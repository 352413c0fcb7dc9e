//! Pool construction, schema bootstrap and batch sizing.

use std::path::Path;
use std::sync::Arc;
use std::time::Duration;

use sqlx::sqlite::{
    SqliteConnectOptions, SqliteJournalMode, SqlitePool, SqlitePoolOptions, SqliteSynchronous,
};
use tracing::info;

use fii_common::cache::{CachePolicy, QueryCache};
use fii_common::error::StoreError;
use fii_common::logging::channel;

use crate::config::{BatchSettings, CacheSettings, DatabaseSettings};

/// Shared store state handed to each repository: the pool plus the
/// process-wide query cache.
#[derive(Clone)]
pub struct StoreHandle {
    pub pool: SqlitePool,
    pub cache: Arc<QueryCache>,
}

/// Open (creating if missing) the SQLite store and bootstrap the schema.
///
/// Engine tuning: WAL journalling so exports can read while a load is in
/// flight, `synchronous = NORMAL`, and a busy timeout from settings so
/// transient contention waits instead of failing.
pub async fn connect(
    settings: &DatabaseSettings,
    cache_settings: &CacheSettings,
) -> Result<StoreHandle, StoreError> {
    let options = SqliteConnectOptions::new()
        .filename(&settings.path)
        .create_if_missing(true)
        .journal_mode(SqliteJournalMode::Wal)
        .synchronous(SqliteSynchronous::Normal)
        .busy_timeout(Duration::from_secs(settings.busy_timeout_secs));

    let pool = SqlitePoolOptions::new()
        .max_connections(settings.max_connections)
        .connect_with(options)
        .await
        .map_err(StoreError::from)?;

    init_schema(&pool).await?;

    info!(
        target: channel::DB,
        "store ready at {} (busy timeout {}s)",
        settings.path.display(),
        settings.busy_timeout_secs
    );

    let cache = Arc::new(QueryCache::new(CachePolicy::new(
        cache_settings.default_ttl_secs,
        cache_settings.max_entries,
    )));

    Ok(StoreHandle { pool, cache })
}

/// Open a store at an explicit path with default tuning. Test helper and
/// administrative-tool entry point.
pub async fn connect_at(path: &Path) -> Result<StoreHandle, StoreError> {
    let settings = DatabaseSettings {
        path: path.to_path_buf(),
        ..DatabaseSettings::default()
    };
    connect(&settings, &CacheSettings::default()).await
}

async fn init_schema(pool: &SqlitePool) -> Result<(), StoreError> {
    sqlx::query(
        r#"
        CREATE TABLE IF NOT EXISTS quotes (
            date        TEXT NOT NULL,
            ticker      TEXT NOT NULL,
            open        REAL,
            high        REAL,
            low         REAL,
            close       REAL,
            volume      REAL,
            trade_count INTEGER,
            quantity    INTEGER,
            PRIMARY KEY (date, ticker)
        )
        "#,
    )
    .execute(pool)
    .await?;
    sqlx::query("CREATE INDEX IF NOT EXISTS idx_quotes_date ON quotes(date)")
        .execute(pool)
        .await?;
    sqlx::query("CREATE INDEX IF NOT EXISTS idx_quotes_ticker ON quotes(ticker)")
        .execute(pool)
        .await?;

    sqlx::query(
        r#"
        CREATE TABLE IF NOT EXISTS files_processed (
            archive_name TEXT PRIMARY KEY,
            kind         TEXT,
            processed_at TEXT,
            rows_added   INTEGER,
            content_hash TEXT
        )
        "#,
    )
    .execute(pool)
    .await?;

    sqlx::query(
        r#"
        CREATE TABLE IF NOT EXISTS corporate_actions (
            ticker         TEXT NOT NULL,
            effective_date TEXT NOT NULL,
            kind           TEXT NOT NULL CHECK(kind IN ('split','reverse_split')),
            factor         REAL NOT NULL CHECK(factor > 0),
            recorded_at    TEXT,
            PRIMARY KEY (ticker, effective_date, kind)
        )
        "#,
    )
    .execute(pool)
    .await?;
    sqlx::query("CREATE INDEX IF NOT EXISTS idx_actions_ticker ON corporate_actions(ticker)")
        .execute(pool)
        .await?;

    Ok(())
}

/// Picks batch row counts for bulk inserts from the approximate payload
/// size, so one transaction never carries more than `max_bytes`.
#[derive(Debug, Clone)]
pub struct BatchSizer {
    settings: BatchSettings,
}

impl BatchSizer {
    pub fn new(settings: BatchSettings) -> Self {
        Self { settings }
    }

    /// Batch size for `total_rows` records of roughly `row_bytes` each.
    pub fn batch_size(&self, total_rows: usize, row_bytes: usize) -> usize {
        let s = &self.settings;
        if total_rows <= s.small {
            return s.small;
        }
        if row_bytes > 0 {
            let per_batch = s.max_bytes / row_bytes;
            return per_batch.clamp(1, s.large);
        }
        if total_rows <= s.medium * 10 {
            s.medium
        } else {
            s.large
        }
    }
}

#[cfg(test)]
mod tests {
    use super::*;

    #[test]
    fn small_loads_use_small_batches() {
        let sizer = BatchSizer::new(BatchSettings::default());
        assert_eq!(sizer.batch_size(500, 100), 1_000);
    }

    #[test]
    fn byte_estimate_caps_batch() {
        let sizer = BatchSizer::new(BatchSettings::default());
        // 1 MiB / 100 bytes = 10485, clamped to large (10_000)
        assert_eq!(sizer.batch_size(50_000, 100), 10_000);
        // Big rows shrink the batch
        assert_eq!(sizer.batch_size(50_000, 524_288), 2);
    }

    #[test]
    fn unknown_row_size_falls_back_to_tiers() {
        let sizer = BatchSizer::new(BatchSettings::default());
        assert_eq!(sizer.batch_size(20_000, 0), 5_000);
        assert_eq!(sizer.batch_size(200_000, 0), 10_000);
    }

    #[tokio::test]
    async fn schema_bootstraps_and_is_idempotent() {
        let dir = tempfile::tempdir().unwrap();
        let path = dir.path().join("store.db");

        let handle = connect_at(&path).await.unwrap();
        // Second connect against the same file must not fail
        let handle2 = connect_at(&path).await.unwrap();

        let n: i64 = sqlx::query_scalar("SELECT COUNT(*) FROM quotes")
            .fetch_one(&handle.pool)
            .await
            .unwrap();
        assert_eq!(n, 0);

        handle.pool.close().await;
        handle2.pool.close().await;
    }
}
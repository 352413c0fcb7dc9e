//! Process-local query cache.
//!
//! Namespaced store with per-namespace TTL and size policies. Read-heavy
//! lookups (latest date, store stats, ticker lists, ledger entries) are
//! cached here; the owning repository invalidates its namespaces inside
//! the same call that mutates the underlying table, so readers never see
//! a fresh row behind a stale cache.
//!
//! Values are stored as `serde_json::Value`, so any serde type can be
//! cached without the cache knowing about domain types.

use std::collections::HashMap;
use std::time::{Duration, Instant};

use parking_lot::RwLock;
use serde::de::DeserializeOwned;
use serde::Serialize;
use tracing::debug;

use crate::logging::channel;

/// Expiration and capacity policy for one namespace.
#[derive(Debug, Clone, Copy)]
pub struct CachePolicy {
    /// Time to live for entries in this namespace
    pub ttl: Duration,
    /// Maximum number of entries held for this namespace
    pub max_entries: usize,
}

impl CachePolicy {
    pub fn new(ttl_secs: u64, max_entries: usize) -> Self {
        Self {
            ttl: Duration::from_secs(ttl_secs),
            max_entries: max_entries.max(1),
        }
    }
}

impl Default for CachePolicy {
    fn default() -> Self {
        Self::new(300, 1000)
    }
}

#[derive(Debug, Clone)]
struct CacheEntry {
    value: serde_json::Value,
    created_at: Instant,
    last_access: Instant,
}

impl CacheEntry {
    fn new(value: serde_json::Value) -> Self {
        let now = Instant::now();
        Self {
            value,
            created_at: now,
            last_access: now,
        }
    }

    fn is_expired(&self, ttl: Duration) -> bool {
        self.created_at.elapsed() >= ttl
    }
}

#[derive(Debug, Default)]
struct Counters {
    hits: u64,
    misses: u64,
    evictions: u64,
}

#[derive(Debug, Default)]
struct Namespace {
    entries: HashMap<String, CacheEntry>,
    counters: Counters,
}

/// Per-namespace statistics snapshot.
#[derive(Debug, Clone, PartialEq, Eq)]
pub struct NamespaceStats {
    pub entries: usize,
    pub hits: u64,
    pub misses: u64,
    pub evictions: u64,
}

/// Whole-cache statistics snapshot.
#[derive(Debug, Clone, Default)]
pub struct CacheStats {
    pub namespaces: HashMap<String, NamespaceStats>,
}

impl CacheStats {
    /// Total entries across all namespaces
    pub fn entries(&self) -> usize {
        self.namespaces.values().map(|n| n.entries).sum()
    }

    /// Hit ratio in percent across all namespaces
    pub fn hit_ratio(&self) -> f64 {
        let hits: u64 = self.namespaces.values().map(|n| n.hits).sum();
        let misses: u64 = self.namespaces.values().map(|n| n.misses).sum();
        let total = hits + misses;
        if total == 0 {
            0.0
        } else {
            hits as f64 / total as f64 * 100.0
        }
    }
}

/// Namespaced TTL + LRU cache.
///
/// Owned by the process and never shared across processes.
pub struct QueryCache {
    default_policy: CachePolicy,
    policies: RwLock<HashMap<String, CachePolicy>>,
    namespaces: RwLock<HashMap<String, Namespace>>,
}

impl QueryCache {
    pub fn new(default_policy: CachePolicy) -> Self {
        Self {
            default_policy,
            policies: RwLock::new(HashMap::new()),
            namespaces: RwLock::new(HashMap::new()),
        }
    }

    /// Register a policy for a namespace. Entries already cached keep
    /// their values but are judged against the new policy from now on.
    pub fn register_policy(&self, namespace: &str, policy: CachePolicy) {
        self.policies.write().insert(namespace.to_string(), policy);
        debug!(
            target: channel::CACHE,
            "policy registered for '{}': ttl={}s max={}",
            namespace,
            policy.ttl.as_secs(),
            policy.max_entries
        );
    }

    fn policy(&self, namespace: &str) -> CachePolicy {
        self.policies
            .read()
            .get(namespace)
            .copied()
            .unwrap_or(self.default_policy)
    }

    /// Look up a cached value. Expired entries are dropped lazily and
    /// count as a miss plus an eviction.
    pub fn get<T: DeserializeOwned>(&self, namespace: &str, key: &str) -> Option<T> {
        let ttl = self.policy(namespace).ttl;
        let mut namespaces = self.namespaces.write();
        let ns = namespaces.entry(namespace.to_string()).or_default();

        match ns.entries.get_mut(key) {
            Some(entry) if entry.is_expired(ttl) => {
                ns.entries.remove(key);
                ns.counters.misses += 1;
                ns.counters.evictions += 1;
                None
            }
            Some(entry) => {
                entry.last_access = Instant::now();
                let value = entry.value.clone();
                ns.counters.hits += 1;
                serde_json::from_value(value).ok()
            }
            None => {
                ns.counters.misses += 1;
                None
            }
        }
    }

    /// Store a value. When the namespace is at capacity the
    /// least-recently-used entry is evicted first.
    pub fn put<T: Serialize>(&self, namespace: &str, key: &str, value: &T) {
        let value = match serde_json::to_value(value) {
            Ok(v) => v,
            Err(err) => {
                debug!(target: channel::CACHE, "refusing to cache '{}:{}': {}", namespace, key, err);
                return;
            }
        };

        let max_entries = self.policy(namespace).max_entries;
        let mut namespaces = self.namespaces.write();
        let ns = namespaces.entry(namespace.to_string()).or_default();

        if !ns.entries.contains_key(key) && ns.entries.len() >= max_entries {
            if let Some(lru_key) = ns
                .entries
                .iter()
                .min_by_key(|(_, e)| e.last_access)
                .map(|(k, _)| k.clone())
            {
                ns.entries.remove(&lru_key);
                ns.counters.evictions += 1;
            }
        }

        ns.entries.insert(key.to_string(), CacheEntry::new(value));
    }

    /// Drop every entry in a namespace.
    pub fn invalidate(&self, namespace: &str) {
        let mut namespaces = self.namespaces.write();
        if let Some(ns) = namespaces.get_mut(namespace) {
            let dropped = ns.entries.len();
            ns.entries.clear();
            if dropped > 0 {
                debug!(target: channel::CACHE, "invalidated {} entries in '{}'", dropped, namespace);
            }
        }
    }

    /// Drop a single entry.
    pub fn invalidate_key(&self, namespace: &str, key: &str) {
        let mut namespaces = self.namespaces.write();
        if let Some(ns) = namespaces.get_mut(namespace) {
            ns.entries.remove(key);
        }
    }

    /// Drop everything, keeping registered policies.
    pub fn clear_all(&self) {
        let mut namespaces = self.namespaces.write();
        for ns in namespaces.values_mut() {
            ns.entries.clear();
        }
    }

    /// Snapshot hit/miss/eviction counters and entry counts.
    pub fn stats(&self) -> CacheStats {
        let namespaces = self.namespaces.read();
        CacheStats {
            namespaces: namespaces
                .iter()
                .map(|(name, ns)| {
                    (
                        name.clone(),
                        NamespaceStats {
                            entries: ns.entries.len(),
                            hits: ns.counters.hits,
                            misses: ns.counters.misses,
                            evictions: ns.counters.evictions,
                        },
                    )
                })
                .collect(),
        }
    }
}

impl Default for QueryCache {
    fn default() -> Self {
        Self::new(CachePolicy::default())
    }
}

#[cfg(test)]
mod tests {
    use super::*;

    #[test]
    fn get_after_put_hits() {
        let cache = QueryCache::default();
        cache.put("stats", "rows", &42u64);

        assert_eq!(cache.get::<u64>("stats", "rows"), Some(42));
        let stats = cache.stats();
        assert_eq!(stats.namespaces["stats"].hits, 1);
    }

    #[test]
    fn miss_is_counted() {
        let cache = QueryCache::default();
        assert_eq!(cache.get::<u64>("stats", "rows"), None);
        assert_eq!(cache.stats().namespaces["stats"].misses, 1);
    }

    #[test]
    fn zero_ttl_expires_immediately() {
        let cache = QueryCache::default();
        cache.register_policy("volatile", CachePolicy::new(0, 10));
        cache.put("volatile", "k", &"v");

        assert_eq!(cache.get::<String>("volatile", "k"), None);
        let ns = &cache.stats().namespaces["volatile"];
        assert_eq!(ns.misses, 1);
        assert_eq!(ns.evictions, 1);
    }

    #[test]
    fn capacity_never_exceeded() {
        let cache = QueryCache::default();
        cache.register_policy("small", CachePolicy::new(300, 3));

        for i in 0..10 {
            cache.put("small", &format!("k{}", i), &i);
        }

        let ns = &cache.stats().namespaces["small"];
        assert_eq!(ns.entries, 3);
        assert_eq!(ns.evictions, 7);
    }

    #[test]
    fn overflow_evicts_least_recently_used() {
        let cache = QueryCache::default();
        cache.register_policy("small", CachePolicy::new(300, 2));

        cache.put("small", "a", &1);
        cache.put("small", "b", &2);
        // Touch "a" so "b" becomes the LRU entry
        assert_eq!(cache.get::<i32>("small", "a"), Some(1));
        cache.put("small", "c", &3);

        assert_eq!(cache.get::<i32>("small", "a"), Some(1));
        assert_eq!(cache.get::<i32>("small", "b"), None);
        assert_eq!(cache.get::<i32>("small", "c"), Some(3));
    }

    #[test]
    fn invalidate_namespace_misses_until_next_put() {
        let cache = QueryCache::default();
        cache.put("latest_date", "v", &"2025-03-18");
        cache.put("list_tickers", "v", &vec!["ABCD11"]);

        cache.invalidate("latest_date");

        assert_eq!(cache.get::<String>("latest_date", "v"), None);
        // Other namespaces are untouched
        assert_eq!(
            cache.get::<Vec<String>>("list_tickers", "v"),
            Some(vec!["ABCD11".to_string()])
        );

        cache.put("latest_date", "v", &"2025-03-19");
        assert_eq!(
            cache.get::<String>("latest_date", "v"),
            Some("2025-03-19".to_string())
        );
    }

    #[test]
    fn invalidate_single_key() {
        let cache = QueryCache::default();
        cache.put("events", "AAAA11", &1);
        cache.put("events", "BBBB11", &2);

        cache.invalidate_key("events", "AAAA11");

        assert_eq!(cache.get::<i32>("events", "AAAA11"), None);
        assert_eq!(cache.get::<i32>("events", "BBBB11"), Some(2));
    }

    #[test]
    fn clear_all_keeps_policies() {
        let cache = QueryCache::default();
        cache.register_policy("small", CachePolicy::new(300, 1));
        cache.put("small", "a", &1);
        cache.put("other", "b", &2);

        cache.clear_all();
        assert_eq!(cache.stats().entries(), 0);

        // Policy still caps the namespace at one entry
        cache.put("small", "x", &1);
        cache.put("small", "y", &2);
        assert_eq!(cache.stats().namespaces["small"].entries, 1);
    }

    #[test]
    fn updating_existing_key_does_not_evict() {
        let cache = QueryCache::default();
        cache.register_policy("small", CachePolicy::new(300, 2));

        cache.put("small", "a", &1);
        cache.put("small", "b", &2);
        cache.put("small", "a", &10);

        let ns = &cache.stats().namespaces["small"];
        assert_eq!(ns.entries, 2);
        assert_eq!(ns.evictions, 0);
        assert_eq!(cache.get::<i32>("small", "a"), Some(10));
    }
}
//! 基本型モジュール
//!
//! 置換表が格納する不透明な値の型を定義する。
//! 探索側の評価値・指し手・深さの意味はここでは解釈しない。
//!
//! ```text
//! Value, Move, Depth, Bound はいずれも独立
//! ```

mod bound;
mod depth;
mod moves;
mod value;

pub use bound::Bound;
pub use depth::*;
pub use moves::Move;
pub use value::Value;
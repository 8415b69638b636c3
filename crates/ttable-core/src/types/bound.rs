//! 境界値種別（Bound）

/// 境界値種別（置換表に格納する値の種類）
///
/// 2bitでエントリに詰め込まれるため、値は 0..=3 に限る。
#[derive(Debug, Clone, Copy, PartialEq, Eq, Hash, Default)]
#[repr(u8)]
pub enum Bound {
    /// なし
    #[default]
    None = 0,
    /// 上界（fail-low: 真の値はこれ以下）
    Upper = 1,
    /// 下界（fail-high: 真の値はこれ以上）
    Lower = 2,
    /// 正確な値
    Exact = 3,
}

impl Bound {
    /// 下位2bitから変換（上位bitは無視する）
    #[inline]
    pub const fn from_bits(bits: u8) -> Bound {
        match bits & 0x3 {
            1 => Bound::Upper,
            2 => Bound::Lower,
            3 => Bound::Exact,
            _ => Bound::None,
        }
    }
}
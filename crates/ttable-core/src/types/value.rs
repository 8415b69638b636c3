//! 評価値（Value）
//!
//! 置換表には16bitに切り詰めて格納するため、
//! i16 に収まる範囲で使うことを前提とする。

/// 評価値
#[derive(Debug, Clone, Copy, PartialEq, Eq, PartialOrd, Ord, Hash)]
#[repr(transparent)]
pub struct Value(i32);

impl Value {
    /// ゼロ
    pub const ZERO: Value = Value(0);
    /// 無効値
    pub const NONE: Value = Value(32002);

    /// 値から生成
    #[inline]
    pub const fn new(v: i32) -> Value {
        Value(v)
    }

    /// 生の値を取得
    #[inline]
    pub const fn raw(self) -> i32 {
        self.0
    }
}

impl Default for Value {
    fn default() -> Self {
        Value::ZERO
    }
}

> What the task asks: Where the line holding "ledger entries) are" appears in the listing above, start reproducing exactly, and end with the line holding "use crate::logging::channel;".

> Finished exercise:
//! lookups (latest date, store stats, ticker lists, ledger entries) are
//! cached here; the owning repository invalidates its namespaces inside
//! the same call that mutates the underlying table, so readers never see
//! a fresh row behind a stale cache.
//!
//! Values are stored as `serde_json::Value`, so any serde type can be
//! cached without the cache knowing about domain types.

use std::collections::HashMap;
use std::time::{Duration, Instant};

use parking_lot::RwLock;
use serde::de::DeserializeOwned;
use serde::Serialize;
use tracing::debug;

use crate::logging::channel;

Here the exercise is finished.